WHAT TO WORK ON
Search the records for the word "Deserialize". Copy every line where it appears.

(Dataset entries)
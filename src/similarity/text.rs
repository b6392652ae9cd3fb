//! Lexical and statistical text similarity.
//!
//! Everything here is pure and allocation-light: the matcher normalizes each
//! string once and then fans out to whichever scores the configured algorithm
//! needs. Levenshtein comes from `strsim`; Jaccard works on whitespace token
//! sets and cosine on character-frequency vectors, so the three measures react
//! to different kinds of query drift (typos, reordered words, shared phrasing).

use once_cell::sync::Lazy;
use regex::Regex;
use std::collections::{HashMap, HashSet};

static PUNCTUATION: Lazy<Regex> = Lazy::new(|| Regex::new(r"[^\w\s]").expect("static regex"));
static WHITESPACE: Lazy<Regex> = Lazy::new(|| Regex::new(r"\s+").expect("static regex"));

static STOP_WORDS: Lazy<HashSet<&'static str>> = Lazy::new(|| {
    [
        "the", "and", "but", "for", "nor", "not", "are", "was", "were", "been", "being", "have",
        "has", "had", "does", "did", "will", "would", "should", "could", "can", "may", "might",
        "must", "shall", "this", "that", "these", "those", "with", "from", "into", "over",
        "after", "under", "again", "here", "there", "all", "any", "both", "each", "few", "more",
        "most", "other", "some", "such", "only", "own", "same", "than", "too", "very", "just",
        "what", "which", "who", "whom", "when", "where", "why", "how", "you", "your", "they",
        "them", "their", "our", "its",
    ]
    .into_iter()
    .collect()
});

/// Options controlling [`normalize`]. Derived from the matcher config; the
/// defaults match what the matcher applies when normalization is enabled.
#[derive(Debug, Clone, Copy)]
pub struct NormalizeOptions {
    pub strip_punctuation: bool,
    pub stemming: bool,
}

impl Default for NormalizeOptions {
    fn default() -> Self {
        Self {
            strip_punctuation: true,
            stemming: false,
        }
    }
}

/// Lowercase, optionally strip punctuation to whitespace, collapse whitespace
/// runs, and optionally stem each token.
pub fn normalize(text: &str, opts: &NormalizeOptions) -> String {
    let lowered = text.to_lowercase();
    let stripped = if opts.strip_punctuation {
        PUNCTUATION.replace_all(&lowered, " ")
    } else {
        std::borrow::Cow::Borrowed(lowered.as_str())
    };
    let collapsed = WHITESPACE.replace_all(stripped.trim(), " ");
    if opts.stemming {
        collapsed
            .split(' ')
            .map(stem)
            .collect::<Vec<_>>()
            .join(" ")
    } else {
        collapsed.into_owned()
    }
}

/// Naive suffix-stripping stemmer. The first matching suffix wins and is only
/// stripped when at least three characters remain, so "testing" → "test" but
/// "sing" stays whole.
pub fn stem(word: &str) -> &str {
    const SUFFIXES: [&str; 5] = ["ing", "ed", "ly", "es", "s"];
    for suffix in SUFFIXES {
        if let Some(stripped) = word.strip_suffix(suffix) {
            if stripped.chars().count() >= 3 {
                return stripped;
            }
            return word;
        }
    }
    word
}

/// Normalized Levenshtein similarity: `1 - distance / max(len)`.
/// Two empty strings are identical (similarity 1).
pub fn levenshtein_similarity(a: &str, b: &str) -> f64 {
    strsim::normalized_levenshtein(a, b)
}

/// Jaccard similarity over whitespace-separated token sets.
/// An empty union scores 0.
pub fn jaccard_similarity(a: &str, b: &str) -> f64 {
    let set_a: HashSet<&str> = a.split_whitespace().collect();
    let set_b: HashSet<&str> = b.split_whitespace().collect();
    let union = set_a.union(&set_b).count();
    if union == 0 {
        return 0.0;
    }
    let intersection = set_a.intersection(&set_b).count();
    intersection as f64 / union as f64
}

/// Cosine similarity of character-frequency vectors.
/// Either magnitude at zero scores 0.
pub fn cosine_similarity(a: &str, b: &str) -> f64 {
    let freq_a = char_frequencies(a);
    let freq_b = char_frequencies(b);
    let dot: f64 = freq_a
        .iter()
        .filter_map(|(ch, count_a)| freq_b.get(ch).map(|count_b| count_a * count_b))
        .sum();
    let mag_a = magnitude(&freq_a);
    let mag_b = magnitude(&freq_b);
    if mag_a == 0.0 || mag_b == 0.0 {
        return 0.0;
    }
    dot / (mag_a * mag_b)
}

/// Weighted blend: 0.5 Levenshtein + 0.3 Jaccard + 0.2 cosine. Lies within
/// the [min, max] band of its components because the weights sum to 1.
pub fn hybrid_similarity(a: &str, b: &str) -> f64 {
    0.5 * levenshtein_similarity(a, b) + 0.3 * jaccard_similarity(a, b)
        + 0.2 * cosine_similarity(a, b)
}

/// Keyword set used by the diagnostic semantic score: alphabetic tokens of at
/// least three characters that are not stop words.
pub fn keywords(text: &str) -> HashSet<String> {
    text.split_whitespace()
        .map(|token| token.to_lowercase())
        .filter(|token| {
            token.chars().count() >= 3
                && token.chars().all(char::is_alphabetic)
                && !STOP_WORDS.contains(token.as_str())
        })
        .collect()
}

/// Keyword-set overlap, |intersection| / |union|. Diagnostic only; feeds the
/// confidence score, never the match decision.
pub fn semantic_similarity(a: &str, b: &str) -> f64 {
    let kw_a = keywords(a);
    let kw_b = keywords(b);
    let union = kw_a.union(&kw_b).count();
    if union == 0 {
        return 0.0;
    }
    kw_a.intersection(&kw_b).count() as f64 / union as f64
}

fn char_frequencies(text: &str) -> HashMap<char, f64> {
    let mut freq = HashMap::new();
    for ch in text.chars() {
        *freq.entry(ch).or_insert(0.0) += 1.0;
    }
    freq
}

fn magnitude(freq: &HashMap<char, f64>) -> f64 {
    freq.values().map(|count| count * count).sum::<f64>().sqrt()
}
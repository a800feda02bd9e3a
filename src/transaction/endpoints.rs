//! HTTP handlers for listing and creating transactions.

use axum::{
    Json,
    extract::{
        FromRef, Query, State,
        rejection::{JsonRejection, QueryRejection},
    },
    http::StatusCode,
};
use serde::Deserialize;

use crate::{
    AppState, Error,
    extract::{CurrentUser, json_body},
    transaction::{
        SQLiteTransactionStore, Transaction, TransactionPayload,
        service::{create_transaction, list_transactions},
    },
};

/// The state needed by the transaction endpoints.
#[derive(Debug, Clone)]
pub struct TransactionEndpointState {
    /// The store for the user's transactions.
    pub store: SQLiteTransactionStore,
}

impl FromRef<AppState> for TransactionEndpointState {
    fn from_ref(state: &AppState) -> Self {
        Self {
            store: state.transaction_store(),
        }
    }
}

/// The query string for listing transactions.
///
/// A `userId` parameter is ignored, the user always comes from the session.
#[derive(Debug, Default, Deserialize)]
pub struct ListTransactionsQuery {
    /// Only return this many of the newest transactions.
    pub limit: Option<u32>,
}

/// List the current user's transactions, newest first.
pub async fn get_transactions_endpoint(
    State(state): State<TransactionEndpointState>,
    CurrentUser(user_id): CurrentUser,
    query: Result<Query<ListTransactionsQuery>, QueryRejection>,
) -> Result<Json<Vec<Transaction>>, Error> {
    let limit = match query {
        Ok(Query(query)) => query.limit,
        Err(rejection) if user_id.is_some() => {
            return Err(Error::InvalidInput(rejection.body_text()));
        }
        Err(_) => None,
    };

    list_transactions(&state.store, user_id.as_ref(), limit).map(Json)
}

/// Create a transaction for the current user.
pub async fn create_transaction_endpoint(
    State(state): State<TransactionEndpointState>,
    CurrentUser(user_id): CurrentUser,
    body: Result<Json<TransactionPayload>, JsonRejection>,
) -> Result<(StatusCode, Json<Transaction>), Error> {
    let payload = json_body(user_id.as_ref(), body)?;

    let transaction = create_transaction(&state.store, user_id.as_ref(), payload)?;

    Ok((StatusCode::CREATED, Json(transaction)))
}
//! Categories: the labels each user defines for filing transactions.

mod domain;
mod endpoints;
mod service;
mod store;

pub use domain::{Category, CategoryId, CategoryName, CategoryPayload, DeleteCategoryPayload};
pub use endpoints::{create_category_endpoint, delete_category_endpoint, get_categories_endpoint};
pub use service::{create_category, delete_category, list_categories};
pub use store::{CategoryStore, SQLiteCategoryStore};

YOUR SOLUTION
use serde::Deserialize;
#[derive(Debug, Default, Deserialize)]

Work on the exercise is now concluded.